Cobalt, nickel and copper complexes with N-alkylglycines: preparation, structural, spectroscopic and thermal characterization

The most simple standard amino acid glycine, H2NCH2COOH (GlyH), is one of the most common chelating ligands [1]. Structural data for several hundred metal complexes with this ligand can be found in the Cambridge Structural Database [2], while complexes with N-methylglycine (sarcosine, CH3NHCH2COOH ; SarH) appear to be quite rare. Metal complexes with higher N-alkylglycine derivatives were not known before this work.
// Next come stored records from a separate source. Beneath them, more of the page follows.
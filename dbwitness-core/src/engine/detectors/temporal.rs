//! Temporal detectors: Unix-epoch instants and ISO-8601 text timestamps.
//!
//! Two signals select columns independently: a time-related column name, or
//! a numeric type class. The name widens which columns are scanned, but a
//! value must still pass the plausibility window to be reported as an
//! epoch, so small integer IDs and large unrelated counters stay out by
//! construction. This is a deliberate precision/recall trade-off, not a
//! general epoch parser.

use super::DetectorConfig;
use crate::engine::stream;
use crate::models::{EntityClass, EvidenceRecord, Table, TypeClass};
use sqlx::SqlitePool;

/// Scans all temporal-eligible columns of a table.
///
/// Per column, epoch findings precede ISO findings so output order is
/// stable. Column-level streaming failures skip only that column.
pub(crate) async fn scan_table(
    pool: &SqlitePool,
    config: &DetectorConfig,
    table: &Table,
    identity_expr: &str,
    limit: Option<u32>,
) -> Vec<EvidenceRecord> {
    let mut records = Vec::new();

    for column in &table.columns {
        let numeric_eligible = column.type_class.is_numeric() || column.hints.time;
        let text_eligible = column.type_class == TypeClass::Text || column.hints.time;
        if !numeric_eligible && !text_eligible {
            continue;
        }

        let rows =
            match stream::stream_column(pool, &table.name, &column.name, identity_expr, limit)
                .await
            {
                Ok(rows) => rows,
                Err(e) => {
                    tracing::warn!(
                        "Temporal pass skipping column '{}.{}': {}",
                        table.name,
                        column.name,
                        e
                    );
                    continue;
                }
            };

        if numeric_eligible {
            for (rid, cell) in &rows {
                let Some(candidate) = cell.epoch_candidate() else {
                    continue;
                };
                let Some(instant) = epoch_to_instant(config, candidate) else {
                    continue;
                };
                records.push(EvidenceRecord {
                    entity_type: EntityClass::Temporal,
                    subtype: "UnixEpoch".to_string(),
                    value: instant,
                    raw: cell.display_string(),
                    table: table.name.clone(),
                    rowid: rid.clone(),
                    column: column.name.clone(),
                });
            }
        }

        if text_eligible {
            for (rid, cell) in &rows {
                let Some(text) = cell.display_string() else {
                    continue;
                };
                if config.iso8601_re.is_match(&text) {
                    records.push(EvidenceRecord {
                        entity_type: EntityClass::Temporal,
                        subtype: "ISO8601".to_string(),
                        // Reported verbatim, not reformatted
                        value: text,
                        raw: None,
                        table: table.name.clone(),
                        rowid: rid.clone(),
                        column: column.name.clone(),
                    });
                }
            }
        }
    }

    records
}

/// Normalizes a plausible epoch value to a canonical RFC 3339 UTC instant.
///
/// Magnitudes above the millisecond threshold are divided by 1000 first.
/// The resulting seconds must fall strictly inside the 2000-01-01 to
/// 2030-01-01 window; everything else returns `None` and is discarded.
pub(crate) fn epoch_to_instant(config: &DetectorConfig, value: i64) -> Option<String> {
    let (secs, millis) = if value.unsigned_abs() > config.millis_threshold.unsigned_abs() {
        (value / 1000, value % 1000)
    } else {
        (value, 0)
    };

    if secs <= config.epoch_lower || secs >= config.epoch_upper {
        return None;
    }

    // secs is positive here, so the millisecond remainder is non-negative
    let nanos = u32::try_from(millis).ok()? * 1_000_000;
    let instant = chrono::DateTime::from_timestamp(secs, nanos)?;
    Some(instant.to_rfc3339())
}

#[cfg(test)]
mod tests {
    use super::*;

    #[test]
    fn test_epoch_seconds_and_millis_converge() {
        let config = DetectorConfig::new();
        let from_secs = epoch_to_instant(&config, 1_700_000_000).unwrap();
        let from_millis = epoch_to_instant(&config, 1_700_000_000_000).unwrap();
        assert_eq!(from_secs, from_millis);
        assert_eq!(from_secs, "2023-11-14T22:13:20+00:00");
    }

    #[test]
    fn test_epoch_window_is_strict() {
        let config = DetectorConfig::new();
        // Bounds themselves are excluded
        assert_eq!(epoch_to_instant(&config, 946_684_800), None);
        assert_eq!(epoch_to_instant(&config, 1_893_456_000), None);
        // Just inside
        assert!(epoch_to_instant(&config, 946_684_801).is_some());
        assert!(epoch_to_instant(&config, 1_893_455_999).is_some());
    }

    #[test]
    fn test_small_ids_and_large_counters_rejected() {
        let config = DetectorConfig::new();
        assert_eq!(epoch_to_instant(&config, 1), None);
        assert_eq!(epoch_to_instant(&config, 42), None);
        assert_eq!(epoch_to_instant(&config, -1_700_000_000), None);
        // Milliseconds of a post-2030 instant
        assert_eq!(epoch_to_instant(&config, 2_000_000_000_000), None);
    }

    #[test]
    fn test_millisecond_remainder_is_kept() {
        let config = DetectorConfig::new();
        let instant = epoch_to_instant(&config, 1_700_000_000_123).unwrap();
        assert!(instant.starts_with("2023-11-14T22:13:20.123"));
    }

    #[test]
    fn test_iso8601_shapes() {
        let config = DetectorConfig::new();
        assert!(config.iso8601_re.is_match("2023-11-14"));
        assert!(config.iso8601_re.is_match("2023-11-14 22:13:20"));
        assert!(config.iso8601_re.is_match("2023-11-14T22:13:20.123Z"));
        assert!(config.iso8601_re.is_match("2023-11-14T22:13:20+01:00"));
        assert!(config.iso8601_re.is_match("logged at 2023-11-14T22:13:20"));
        assert!(!config.iso8601_re.is_match("14/11/2023"));
        assert!(!config.iso8601_re.is_match("1700000000"));
    }
}
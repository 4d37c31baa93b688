//! Engine-level tests over in-memory databases.
//!
//! These tests exercise the full pipeline (introspection, identity
//! resolution, streaming, detection, deduplication) against fixture
//! databases built through a writable pool, then wrapped by an extractor.

use super::Extractor;
use crate::models::{EntityClass, ExtractionRequest};
use sqlx::SqlitePool;

async fn memory_pool() -> SqlitePool {
    sqlx::sqlite::SqlitePoolOptions::new()
        .max_connections(1)
        .connect("sqlite::memory:")
        .await
        .unwrap()
}

async fn messages_fixture() -> Extractor {
    let pool = memory_pool().await;
    sqlx::query(
        "CREATE TABLE messages (
            id INTEGER PRIMARY KEY,
            sender_id INT,
            recipient_id INT,
            body TEXT,
            sent_at INTEGER
        )",
    )
    .execute(&pool)
    .await
    .unwrap();
    sqlx::query(
        "INSERT INTO messages (id, sender_id, recipient_id, body, sent_at)
         VALUES (1, 10, 20, 'contact me at a@b.com', 1700000000)",
    )
    .execute(&pool)
    .await
    .unwrap();
    Extractor::from_pool(pool, ":memory:")
}

// =============================================================================
// End-to-End Scenario
// =============================================================================

#[tokio::test]
async fn test_messages_scenario_yields_exactly_three_records() {
    let extractor = messages_fixture().await;
    let report = extractor.extract(&ExtractionRequest::all()).await.unwrap();

    assert_eq!(report.records.len(), 3, "records: {:?}", report.records);

    let email = report
        .records
        .iter()
        .find(|r| r.entity_type == EntityClass::Identifier)
        .unwrap();
    assert_eq!(email.subtype, "Email");
    assert_eq!(email.value, "a@b.com");
    assert_eq!(email.table, "messages");
    assert_eq!(email.rowid, "1");
    assert_eq!(email.column, "body");

    let epoch = report
        .records
        .iter()
        .find(|r| r.entity_type == EntityClass::Temporal)
        .unwrap();
    assert_eq!(epoch.subtype, "UnixEpoch");
    assert_eq!(epoch.value, "2023-11-14T22:13:20+00:00");
    assert_eq!(epoch.raw.as_deref(), Some("1700000000"));
    assert_eq!(epoch.rowid, "1");
    assert_eq!(epoch.column, "sent_at");

    let link = report
        .records
        .iter()
        .find(|r| r.entity_type == EntityClass::Relational)
        .unwrap();
    assert_eq!(link.subtype, "sender_id->recipient_id");
    assert_eq!(link.value, "10->20");
    assert_eq!(link.rowid, "1");
    assert_eq!(link.column, "sender_id,recipient_id");

    assert_eq!(report.summary.identifiers, 1);
    assert_eq!(report.summary.temporals, 1);
    assert_eq!(report.summary.relationals, 1);
    assert!(report.summary.skipped_tables.is_empty());
}

#[tokio::test]
async fn test_requested_classes_gate_the_passes() {
    let extractor = messages_fixture().await;
    let request = ExtractionRequest::for_classes([EntityClass::Temporal]);
    let report = extractor.extract(&request).await.unwrap();

    assert_eq!(report.records.len(), 1);
    assert_eq!(report.records[0].entity_type, EntityClass::Temporal);
    assert_eq!(report.summary.identifiers, 0);
    assert_eq!(report.summary.relationals, 0);
}

// =============================================================================
// Determinism
// =============================================================================

#[tokio::test]
async fn test_extraction_is_idempotent() {
    let extractor = messages_fixture().await;
    let first = extractor.extract(&ExtractionRequest::all()).await.unwrap();
    let second = extractor.extract(&ExtractionRequest::all()).await.unwrap();
    assert_eq!(first.records, second.records);
}

#[tokio::test]
async fn test_no_two_records_share_the_full_key() {
    let pool = memory_pool().await;
    sqlx::query(
        "CREATE TABLE notes (
            id INTEGER PRIMARY KEY,
            body TEXT,
            mirror TEXT,
            created_at INTEGER
        )",
    )
    .execute(&pool)
    .await
    .unwrap();
    // Same values across rows and columns; only full-key duplicates collapse
    sqlx::query(
        "INSERT INTO notes (id, body, mirror, created_at) VALUES
            (1, 'a@b.com and a@b.com', 'a@b.com', 1700000000),
            (2, 'a@b.com', 'a@b.com', 1700000000)",
    )
    .execute(&pool)
    .await
    .unwrap();

    let extractor = Extractor::from_pool(pool, ":memory:");
    let report = extractor.extract(&ExtractionRequest::all()).await.unwrap();

    let mut keys: Vec<_> = report.records.iter().map(|r| r.dedup_key()).collect();
    let total = keys.len();
    keys.sort();
    keys.dedup();
    assert_eq!(keys.len(), total);

    // Row 1 body mentions the address twice: one record. Four distinct
    // (row, column) provenances for the same address survive dedup.
    let emails = report
        .records
        .iter()
        .filter(|r| r.subtype == "Email")
        .count();
    assert_eq!(emails, 4);
}

// =============================================================================
// Row Identity
// =============================================================================

#[tokio::test]
async fn test_composite_key_identities_are_distinct() {
    let pool = memory_pool().await;
    sqlx::query(
        "CREATE TABLE membership (
            a INTEGER,
            b TEXT,
            contact TEXT,
            PRIMARY KEY (a, b)
        )",
    )
    .execute(&pool)
    .await
    .unwrap();
    sqlx::query(
        "INSERT INTO membership (a, b, contact) VALUES
            (1, 'x', 'm@n.com'),
            (1, 'y', 'm@n.com')",
    )
    .execute(&pool)
    .await
    .unwrap();

    let extractor = Extractor::from_pool(pool, ":memory:");
    let report = extractor.extract(&ExtractionRequest::all()).await.unwrap();

    let mut rowids: Vec<&str> = report
        .records
        .iter()
        .filter(|r| r.subtype == "Email")
        .map(|r| r.rowid.as_str())
        .collect();
    rowids.sort();
    assert_eq!(rowids, vec!["1|x", "1|y"]);
}

#[tokio::test]
async fn test_rowid_fallback_for_keyless_table() {
    let pool = memory_pool().await;
    sqlx::query("CREATE TABLE logs (note TEXT)")
        .execute(&pool)
        .await
        .unwrap();
    sqlx::query("INSERT INTO logs (note) VALUES ('ping c@d.org'), ('pong e@f.org')")
        .execute(&pool)
        .await
        .unwrap();

    let extractor = Extractor::from_pool(pool, ":memory:");
    let report = extractor.extract(&ExtractionRequest::all()).await.unwrap();

    let rowids: Vec<&str> = report
        .records
        .iter()
        .filter(|r| r.subtype == "Email")
        .map(|r| r.rowid.as_str())
        .collect();
    assert_eq!(rowids, vec!["1", "2"]);
}

// =============================================================================
// Scan Limits
// =============================================================================

#[tokio::test]
async fn test_scan_limit_caps_rows_considered() {
    let pool = memory_pool().await;
    sqlx::query("CREATE TABLE contacts (id INTEGER PRIMARY KEY, email TEXT)")
        .execute(&pool)
        .await
        .unwrap();
    for i in 1..=5 {
        sqlx::query("INSERT INTO contacts (id, email) VALUES (?, ?)")
            .bind(i)
            .bind(format!("user{}@example.com", i))
            .execute(&pool)
            .await
            .unwrap();
    }

    let extractor = Extractor::from_pool(pool, ":memory:");

    let limited = extractor
        .extract(&ExtractionRequest::for_classes([EntityClass::Identifier]).with_limit(3))
        .await
        .unwrap();
    let emails = limited.records.iter().filter(|r| r.subtype == "Email").count();
    assert_eq!(emails, 3);

    // A limit above the row count never truncates available matches
    let generous = extractor
        .extract(&ExtractionRequest::for_classes([EntityClass::Identifier]).with_limit(10))
        .await
        .unwrap();
    let emails = generous.records.iter().filter(|r| r.subtype == "Email").count();
    assert_eq!(emails, 5);
}

// =============================================================================
// Temporal Normalization
// =============================================================================

#[tokio::test]
async fn test_epoch_encodings_converge_end_to_end() {
    let pool = memory_pool().await;
    sqlx::query(
        "CREATE TABLE events (
            id INTEGER PRIMARY KEY,
            t_sec INTEGER,
            t_ms INTEGER
        )",
    )
    .execute(&pool)
    .await
    .unwrap();
    sqlx::query("INSERT INTO events (id, t_sec, t_ms) VALUES (1, 1700000000, 1700000000000)")
        .execute(&pool)
        .await
        .unwrap();

    let extractor = Extractor::from_pool(pool, ":memory:");
    let report = extractor
        .extract(&ExtractionRequest::for_classes([EntityClass::Temporal]))
        .await
        .unwrap();

    let values: Vec<&str> = report
        .records
        .iter()
        .filter(|r| r.subtype == "UnixEpoch")
        .map(|r| r.value.as_str())
        .collect();
    assert_eq!(values.len(), 2);
    assert!(values.iter().all(|v| *v == "2023-11-14T22:13:20+00:00"));

    let raws: Vec<Option<&str>> = report
        .records
        .iter()
        .filter(|r| r.subtype == "UnixEpoch")
        .map(|r| r.raw.as_deref())
        .collect();
    assert!(raws.contains(&Some("1700000000")));
    assert!(raws.contains(&Some("1700000000000")));
}

#[tokio::test]
async fn test_name_hint_alone_does_not_force_epoch_findings() {
    let pool = memory_pool().await;
    // A time-named column holding values outside the plausibility window
    sqlx::query("CREATE TABLE t (id INTEGER PRIMARY KEY, duration INTEGER, created TEXT)")
        .execute(&pool)
        .await
        .unwrap();
    sqlx::query("INSERT INTO t (id, duration, created) VALUES (1, 45, '2023-11-14T22:13:20Z')")
        .execute(&pool)
        .await
        .unwrap();

    let extractor = Extractor::from_pool(pool, ":memory:");
    let report = extractor
        .extract(&ExtractionRequest::for_classes([EntityClass::Temporal]))
        .await
        .unwrap();

    // duration=45 fails the window despite the name hint; the text column
    // still reports through the ISO path, verbatim
    assert_eq!(report.records.len(), 1);
    assert_eq!(report.records[0].subtype, "ISO8601");
    assert_eq!(report.records[0].value, "2023-11-14T22:13:20Z");
    assert_eq!(report.records[0].column, "created");
}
We have performed the reactions of copper(II), nickel(II) and cobalt(II) acetate with sarcosine and N-ethylglycine in aqueous solutions, and characterized the obtained complexes by X-ray crystallography, IR spectroscopy and thermoanalytical methods (TG/DTA and DSC). Both amino acid derivatives in their anionic form act as N, O-bidentate ligands, forming three types of complexes. Complexes of the type I are monomeric species of the formula trans-[M(Sar)2(H2O)2] (M = Cu, Ni) or trans-[M(Etgly)2(H2O)2] (M = Co, Ni). Copper(II) complex with N-ethylglycine (type II) is a coordination polymer of the formula [Cu(Etgly)2]n where the axial coordination sites are occupied by the carboxylate oxygen atoms from the neighbouring [Cu(Etgly)2] units. Cobalt(III) complex with sarcosine, [Co(Sar)2(μ-OH)]2 · 2H2O (type III), is a dimer containing the Co-Co bond. Details on the synthesis and structures of the complexes will be provided in the presentation.